The easiest way to think of how it will work is that you keep adding or subtracting 5 until the number falls between 0 (inclusive) and 5 (exclusive).
I'm not sure about machine dependence - I've never seen an implementation that was, but I can't say it's never done.
As explained in other answers, there are many choices for a modulo operation with negative values. In general different languages (and different machine architectures) will give a different result.
According to the Python reference manual,
The modulo operator always yields a result with the same sign as its second operand (or zero); the absolute value of the result is strictly smaller than the absolute value of the second operand.
is the choice taken by Python. Basically modulo is defined so that this always holds:
x == (x/y)*y + (x%y)
so it makes sense that (-2)%5 = -2 - (-2/5)*5 = 3
Well, -2 divided by 5 would be 0 with a remainder of 3. I don't believe that should be very platform dependent, but I've seen stranger things.
It is indeed 3. In modular arithmetic, a modulus is simply the remainder of a division, and the remainder of -2 divided by 5 is 3.
The result depends on the language. Python returns the sign of the divisor, where for example c# returns the sign of the dividend (ie. -2 % 5 returns -2 in c#).
One explanation might be that negative numbers are stored using 2's complement. When the python interpreter tries to do the modulo operation it converts to unsigned value.

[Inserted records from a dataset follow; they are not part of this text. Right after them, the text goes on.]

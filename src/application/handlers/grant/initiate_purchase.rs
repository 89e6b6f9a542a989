//! InitiatePurchaseHandler - Command handler that opens a pending grant.
//!
//! The grant stays `pending` until the payment provider confirms the
//! transaction identified by `external_payment_ref`.

use std::sync::Arc;

use tracing::info;

use crate::domain::entitlement::EntitlementError;
use crate::domain::foundation::{PlanId, Timestamp, UserId};
use crate::domain::grant::Grant;
use crate::ports::{GrantRepository, PlanCatalog};

/// Command to start a purchase of a catalog plan.
#[derive(Debug, Clone)]
pub struct InitiatePurchaseCommand {
    pub user_id: UserId,
    pub plan_id: PlanId,
    pub external_payment_ref: Option<String>,
}

/// Result of a purchase initiation.
#[derive(Debug, Clone)]
pub struct InitiatePurchaseResult {
    pub grant: Grant,
}

pub struct InitiatePurchaseHandler {
    catalog: Arc<dyn PlanCatalog>,
    grants: Arc<dyn GrantRepository>,
}

impl InitiatePurchaseHandler {
    pub fn new(catalog: Arc<dyn PlanCatalog>, grants: Arc<dyn GrantRepository>) -> Self {
        Self { catalog, grants }
    }

    /// # Errors
    ///
    /// - `PlanNotFound` if the plan does not exist
    /// - `ValidationFailed` if the plan is retired or the reference is blank
    /// - `DuplicatePaymentReference` if the reference is already in use
    pub async fn handle(
        &self,
        cmd: InitiatePurchaseCommand,
    ) -> Result<InitiatePurchaseResult, EntitlementError> {
        let plan = self
            .catalog
            .find_by_id(&cmd.plan_id)
            .await?
            .ok_or_else(|| EntitlementError::plan_not_found(cmd.plan_id.to_string()))?;

        let grant = Grant::issue(&plan, cmd.user_id, cmd.external_payment_ref, Timestamp::now())?;
        self.grants.save(&grant).await?;

        info!(
            user_id = %grant.user_id,
            grant_id = %grant.id,
            plan = %plan.name,
            kind = %grant.kind(),
            "Pending grant created"
        );

        Ok(InitiatePurchaseResult { grant })
    }
}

As such instead of doing (-2) % 5 it actually computes 0xFFFF_FFFF_FFFF_FFFD % 5 which is 3.
Be careful not to rely on this mod behavior in C/C++ on all OSes and architectures. If I recall correctly, I tried to rely on C/C++ code like
float x2 = x % n;
to keep x2 in the range from 0 to n-1 but negative numbers crept in when I would compile on one OS, but things would work fine on another OS. This made for an evil time debugging since it only happened half the time!
There seems to be a common confusion between the terms "modulo" and "remainder".

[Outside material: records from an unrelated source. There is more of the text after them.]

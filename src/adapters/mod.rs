//! Adapters - Implementations of the ports against concrete infrastructure.
//!
//! - `postgres`: production storage via sqlx
//! - `memory`: in-process storage for tests and local runs
//! - `http`: axum REST surface

pub mod http;
pub mod memory;
pub mod postgres;

pub use memory::{InMemoryGrantStore, InMemoryPlanCatalog};
pub use postgres::{PostgresGrantStore, PostgresPlanCatalog};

In math, a remainder should always be defined consistent with the quotient, so that if a / b == c rem d then (c * b) + d == a. Depending on how you round your quotient, you get different remainders.
However, modulo should always give a result 0 <= r < divisor, which is only consistent with round-to-minus-infinity division if you allow negative integers. If division rounds towards zero (which is common), modulo and remainder are only equivalent for non-negative values.
Some languages (notably C and C++) don't define the required rounding/remainder behaviours and % is ambiguous. Many define rounding as towards zero, yet use the term modulo where remainder would be more correct. Python is relatively unusual in that it rounds to negative infinity, so modulo and remainder are equivalent.
Ada rounds towards zero IIRC, but has both mod and rem operators.
The C policy is intended to allow compilers to choose the most efficient implementation for the machine, but IMO is a false optimisation, at least these days. A good compiler will probably be able to use the equivalence for optimisation wherever a negative number cannot occur (and almost certainly if you use unsigned types). On the other hand, where negative numbers can occur, you almost certainly care about the details - for portability reasons you have to use very carefully designed overcomplex algorithms and/or checks to ensure that you get the results you want irrespective of the rounding and remainder behaviour.
In other words, the gain for this "optimisation" is mostly (if not always) an illusion, whereas there are very real costs in some cases - so it's a false optimisation.